INSTRUCTIONS TO FOLLOW -> If a line in the data below contains "PostMessageTransport", copy it.

RECORDS SUPPLIED ->
■ ■ ■ ■ ■ ■ ■

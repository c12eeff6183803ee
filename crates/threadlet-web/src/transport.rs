#![forbid(unsafe_code)]

//! `postMessage` transport.

use js_sys::{JSON, Reflect};
use threadlet_protocol::{FrameEndpoint, FrameTarget};
use threadlet_runtime::{FrameTransport, TransportError};
use wasm_bindgen::{JsCast, JsValue};
use web_sys::Window;

pub(crate) fn describe(value: &JsValue) -> String {
    value
        .as_string()
        .or_else(|| {
            value
                .dyn_ref::<js_sys::Error>()
                .map(|err| String::from(err.message()))
        })
        .unwrap_or_else(|| format!("{value:?}"))
}

/// Posts envelopes to a window reachable from this frame.
#[derive(Debug, Clone)]
pub struct PostMessageTransport {
    window: Window,
}

impl PostMessageTransport {
    #[must_use]
    pub fn new(window: Window) -> Self {
        Self { window }
    }

    fn resolve(&self, endpoint: &FrameEndpoint) -> Result<Window, TransportError> {
        let found = match endpoint {
            FrameEndpoint::Parent => self.window.parent(),
            FrameEndpoint::Top => self.window.top(),
            FrameEndpoint::Named(name) => self.named_sibling(name),
        };
        match found {
            Ok(Some(window)) => Ok(window),
            Ok(None) => Err(TransportError::Unreachable(format!("{endpoint:?}"))),
            Err(err) => Err(TransportError::Unreachable(describe(&err))),
        }
    }

    fn named_sibling(&self, name: &str) -> Result<Option<Window>, JsValue> {
        let Some(parent) = self.window.parent()? else {
            return Ok(None);
        };
        let frames = parent.frames()?;
        let found = Reflect::get(&frames, &JsValue::from_str(name))?;
        if found.is_undefined() || found.is_null() {
            return Ok(None);
        }
        Ok(Some(found.unchecked_into()))
    }
}

impl FrameTransport for PostMessageTransport {
    fn post(&self, target: &FrameTarget, wire: &str) -> Result<(), TransportError> {
        let window = self.resolve(target.endpoint())?;
        // Hosts read `event.data` as an object, not a string.
        let data = JSON::parse(wire).map_err(|err| TransportError::Post(describe(&err)))?;
        window
            .post_message(&data, target.target_origin())
            .map_err(|err| TransportError::Post(describe(&err)))
    }
}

■ ■ ■ ■ ■ ■ ■

ANSWER ->
pub struct PostMessageTransport {
impl PostMessageTransport {
impl FrameTransport for PostMessageTransport {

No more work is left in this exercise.